- [PROBLEM TO SOLVE]
Every line from the one containing "assert!(sink.was_stopped());" to the one containing "async fn cancel_on_terminal_sessions_is_a_no_op()" in the records below, both included, must be set down exactly, and no other line.
Segment Start: DATA RECORDS
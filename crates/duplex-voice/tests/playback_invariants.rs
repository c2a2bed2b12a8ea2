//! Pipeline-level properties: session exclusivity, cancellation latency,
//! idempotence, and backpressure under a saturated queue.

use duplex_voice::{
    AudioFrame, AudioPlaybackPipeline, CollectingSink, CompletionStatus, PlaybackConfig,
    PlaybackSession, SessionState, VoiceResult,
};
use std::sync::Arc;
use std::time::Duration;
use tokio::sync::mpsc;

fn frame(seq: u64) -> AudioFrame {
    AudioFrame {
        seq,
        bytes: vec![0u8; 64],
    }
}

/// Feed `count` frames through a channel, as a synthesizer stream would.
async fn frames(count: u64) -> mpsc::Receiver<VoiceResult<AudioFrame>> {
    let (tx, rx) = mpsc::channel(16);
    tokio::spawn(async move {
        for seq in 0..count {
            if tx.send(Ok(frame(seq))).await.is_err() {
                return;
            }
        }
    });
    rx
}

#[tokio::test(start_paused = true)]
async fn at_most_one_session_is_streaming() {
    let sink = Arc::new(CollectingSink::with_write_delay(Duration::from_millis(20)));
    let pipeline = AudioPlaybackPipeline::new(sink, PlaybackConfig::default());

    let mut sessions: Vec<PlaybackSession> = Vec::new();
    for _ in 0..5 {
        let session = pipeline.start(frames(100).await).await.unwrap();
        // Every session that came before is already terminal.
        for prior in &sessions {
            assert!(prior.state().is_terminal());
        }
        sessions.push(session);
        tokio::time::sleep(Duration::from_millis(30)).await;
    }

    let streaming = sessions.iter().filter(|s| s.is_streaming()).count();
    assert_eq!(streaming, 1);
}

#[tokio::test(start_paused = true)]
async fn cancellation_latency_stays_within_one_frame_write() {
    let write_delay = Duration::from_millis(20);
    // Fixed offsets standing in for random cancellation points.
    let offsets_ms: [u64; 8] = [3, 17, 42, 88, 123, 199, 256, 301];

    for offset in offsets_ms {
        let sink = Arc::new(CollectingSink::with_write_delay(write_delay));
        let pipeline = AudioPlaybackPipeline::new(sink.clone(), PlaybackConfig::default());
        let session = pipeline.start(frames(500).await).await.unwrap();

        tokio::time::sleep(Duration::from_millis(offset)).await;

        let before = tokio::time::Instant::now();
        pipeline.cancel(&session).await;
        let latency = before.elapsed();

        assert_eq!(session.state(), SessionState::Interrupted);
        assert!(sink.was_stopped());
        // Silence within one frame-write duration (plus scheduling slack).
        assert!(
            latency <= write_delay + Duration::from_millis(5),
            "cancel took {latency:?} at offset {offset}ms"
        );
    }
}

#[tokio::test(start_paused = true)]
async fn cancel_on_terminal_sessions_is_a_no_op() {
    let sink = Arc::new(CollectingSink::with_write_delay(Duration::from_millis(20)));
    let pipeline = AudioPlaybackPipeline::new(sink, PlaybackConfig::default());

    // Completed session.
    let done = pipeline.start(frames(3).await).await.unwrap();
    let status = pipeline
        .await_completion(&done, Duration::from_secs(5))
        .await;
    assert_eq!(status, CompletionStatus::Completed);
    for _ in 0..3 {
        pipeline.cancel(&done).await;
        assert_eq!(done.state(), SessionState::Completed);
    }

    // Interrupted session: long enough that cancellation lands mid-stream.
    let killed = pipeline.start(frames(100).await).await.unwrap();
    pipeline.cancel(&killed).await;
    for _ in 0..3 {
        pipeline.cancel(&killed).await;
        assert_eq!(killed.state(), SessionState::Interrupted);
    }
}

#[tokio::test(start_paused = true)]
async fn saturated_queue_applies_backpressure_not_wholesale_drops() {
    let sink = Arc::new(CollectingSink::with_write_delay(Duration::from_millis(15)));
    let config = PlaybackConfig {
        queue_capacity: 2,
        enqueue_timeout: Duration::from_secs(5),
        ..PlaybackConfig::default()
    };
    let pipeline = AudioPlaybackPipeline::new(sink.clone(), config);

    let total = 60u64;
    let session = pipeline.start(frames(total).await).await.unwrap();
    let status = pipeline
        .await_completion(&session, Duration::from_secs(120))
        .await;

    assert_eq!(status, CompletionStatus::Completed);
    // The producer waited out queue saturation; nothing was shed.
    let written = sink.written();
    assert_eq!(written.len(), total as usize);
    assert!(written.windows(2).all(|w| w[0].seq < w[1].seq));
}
Segment End: DATA RECORDS
Segment Start: DATA RECORDS
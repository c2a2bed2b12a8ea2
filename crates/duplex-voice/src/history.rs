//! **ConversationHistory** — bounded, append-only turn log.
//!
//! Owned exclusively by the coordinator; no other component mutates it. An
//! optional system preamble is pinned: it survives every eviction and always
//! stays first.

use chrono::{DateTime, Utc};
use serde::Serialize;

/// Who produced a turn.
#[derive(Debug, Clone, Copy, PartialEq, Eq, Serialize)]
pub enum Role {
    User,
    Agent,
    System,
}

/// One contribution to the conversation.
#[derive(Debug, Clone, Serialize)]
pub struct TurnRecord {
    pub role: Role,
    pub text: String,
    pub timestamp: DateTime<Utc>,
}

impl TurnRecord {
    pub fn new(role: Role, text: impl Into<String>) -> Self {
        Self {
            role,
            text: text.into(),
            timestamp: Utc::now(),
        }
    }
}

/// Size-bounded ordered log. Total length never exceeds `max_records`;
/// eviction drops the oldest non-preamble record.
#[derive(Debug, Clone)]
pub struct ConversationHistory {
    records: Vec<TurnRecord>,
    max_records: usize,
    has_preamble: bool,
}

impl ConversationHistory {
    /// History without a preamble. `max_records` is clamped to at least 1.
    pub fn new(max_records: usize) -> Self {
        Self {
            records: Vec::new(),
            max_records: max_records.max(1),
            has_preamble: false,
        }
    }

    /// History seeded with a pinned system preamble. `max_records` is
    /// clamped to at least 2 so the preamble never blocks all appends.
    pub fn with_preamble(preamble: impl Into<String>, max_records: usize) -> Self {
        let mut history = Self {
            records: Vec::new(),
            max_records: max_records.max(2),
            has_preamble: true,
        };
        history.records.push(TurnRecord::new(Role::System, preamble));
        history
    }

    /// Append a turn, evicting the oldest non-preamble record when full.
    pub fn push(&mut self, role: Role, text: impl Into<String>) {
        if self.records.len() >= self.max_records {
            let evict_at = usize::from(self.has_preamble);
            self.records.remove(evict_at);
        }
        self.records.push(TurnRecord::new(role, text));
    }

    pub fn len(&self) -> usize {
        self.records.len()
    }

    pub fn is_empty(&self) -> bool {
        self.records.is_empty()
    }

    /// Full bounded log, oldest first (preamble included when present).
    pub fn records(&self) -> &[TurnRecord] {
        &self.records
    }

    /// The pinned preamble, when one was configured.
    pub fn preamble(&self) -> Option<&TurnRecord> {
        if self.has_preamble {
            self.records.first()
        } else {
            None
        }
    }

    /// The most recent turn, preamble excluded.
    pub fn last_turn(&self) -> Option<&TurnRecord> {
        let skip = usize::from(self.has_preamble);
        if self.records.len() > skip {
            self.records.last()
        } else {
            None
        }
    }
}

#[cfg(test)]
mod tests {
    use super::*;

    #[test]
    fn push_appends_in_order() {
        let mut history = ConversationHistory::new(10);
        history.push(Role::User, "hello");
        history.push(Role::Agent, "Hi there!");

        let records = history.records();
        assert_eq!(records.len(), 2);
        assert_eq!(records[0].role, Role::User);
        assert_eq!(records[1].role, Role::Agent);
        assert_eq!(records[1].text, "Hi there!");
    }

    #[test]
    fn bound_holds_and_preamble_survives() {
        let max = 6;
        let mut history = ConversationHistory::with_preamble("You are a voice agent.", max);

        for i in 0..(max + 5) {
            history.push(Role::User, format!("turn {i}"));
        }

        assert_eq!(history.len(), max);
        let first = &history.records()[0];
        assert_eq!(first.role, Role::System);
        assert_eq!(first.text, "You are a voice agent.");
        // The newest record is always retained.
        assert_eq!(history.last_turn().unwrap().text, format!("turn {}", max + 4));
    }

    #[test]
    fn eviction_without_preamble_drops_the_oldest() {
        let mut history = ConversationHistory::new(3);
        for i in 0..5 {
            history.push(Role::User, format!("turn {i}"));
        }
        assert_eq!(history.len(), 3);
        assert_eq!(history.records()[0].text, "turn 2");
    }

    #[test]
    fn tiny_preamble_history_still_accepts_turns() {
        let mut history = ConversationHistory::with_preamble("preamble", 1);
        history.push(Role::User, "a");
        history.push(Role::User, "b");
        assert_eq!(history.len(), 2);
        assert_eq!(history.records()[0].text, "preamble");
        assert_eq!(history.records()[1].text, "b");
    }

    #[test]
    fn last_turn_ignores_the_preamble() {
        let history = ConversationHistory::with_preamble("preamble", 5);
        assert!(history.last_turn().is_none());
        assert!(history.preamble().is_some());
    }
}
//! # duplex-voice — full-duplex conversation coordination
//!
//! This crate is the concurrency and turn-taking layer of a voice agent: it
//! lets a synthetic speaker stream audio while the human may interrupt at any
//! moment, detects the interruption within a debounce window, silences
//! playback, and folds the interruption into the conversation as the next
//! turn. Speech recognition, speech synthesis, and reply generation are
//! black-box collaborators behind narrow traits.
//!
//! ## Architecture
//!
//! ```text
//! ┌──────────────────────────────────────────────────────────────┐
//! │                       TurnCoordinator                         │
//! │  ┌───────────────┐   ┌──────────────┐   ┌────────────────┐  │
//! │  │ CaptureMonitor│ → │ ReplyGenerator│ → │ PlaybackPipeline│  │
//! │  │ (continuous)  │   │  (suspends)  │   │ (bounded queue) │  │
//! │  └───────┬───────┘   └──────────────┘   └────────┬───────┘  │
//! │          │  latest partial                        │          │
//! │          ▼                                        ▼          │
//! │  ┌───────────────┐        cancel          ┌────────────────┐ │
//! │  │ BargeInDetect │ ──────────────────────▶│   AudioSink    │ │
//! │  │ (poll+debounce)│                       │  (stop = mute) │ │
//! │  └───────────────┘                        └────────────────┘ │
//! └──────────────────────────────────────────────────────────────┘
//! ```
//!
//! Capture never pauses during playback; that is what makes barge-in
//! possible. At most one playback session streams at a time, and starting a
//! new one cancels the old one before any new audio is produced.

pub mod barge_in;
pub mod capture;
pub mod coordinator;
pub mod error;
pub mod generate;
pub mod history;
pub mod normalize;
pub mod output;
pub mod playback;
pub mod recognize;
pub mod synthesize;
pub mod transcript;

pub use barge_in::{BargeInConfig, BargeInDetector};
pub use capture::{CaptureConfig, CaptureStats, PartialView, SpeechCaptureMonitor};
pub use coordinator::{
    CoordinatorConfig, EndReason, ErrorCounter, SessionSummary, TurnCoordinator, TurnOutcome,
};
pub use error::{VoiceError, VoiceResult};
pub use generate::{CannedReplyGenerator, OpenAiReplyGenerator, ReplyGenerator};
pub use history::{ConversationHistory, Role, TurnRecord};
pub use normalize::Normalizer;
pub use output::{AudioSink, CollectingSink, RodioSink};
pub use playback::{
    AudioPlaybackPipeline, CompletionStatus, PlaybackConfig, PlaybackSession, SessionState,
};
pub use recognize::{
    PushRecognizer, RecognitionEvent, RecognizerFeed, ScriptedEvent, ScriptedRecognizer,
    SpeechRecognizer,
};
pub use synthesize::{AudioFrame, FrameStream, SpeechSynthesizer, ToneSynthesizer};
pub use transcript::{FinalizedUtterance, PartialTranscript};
Segment End: DATA RECORDS
- [EXERCISE RESPONSE]
        assert!(sink.was_stopped());
        // Silence within one frame-write duration (plus scheduling slack).
        assert!(
            latency <= write_delay + Duration::from_millis(5),
            "cancel took {latency:?} at offset {offset}ms"
        );
    }
}

#[tokio::test(start_paused = true)]
async fn cancel_on_terminal_sessions_is_a_no_op() {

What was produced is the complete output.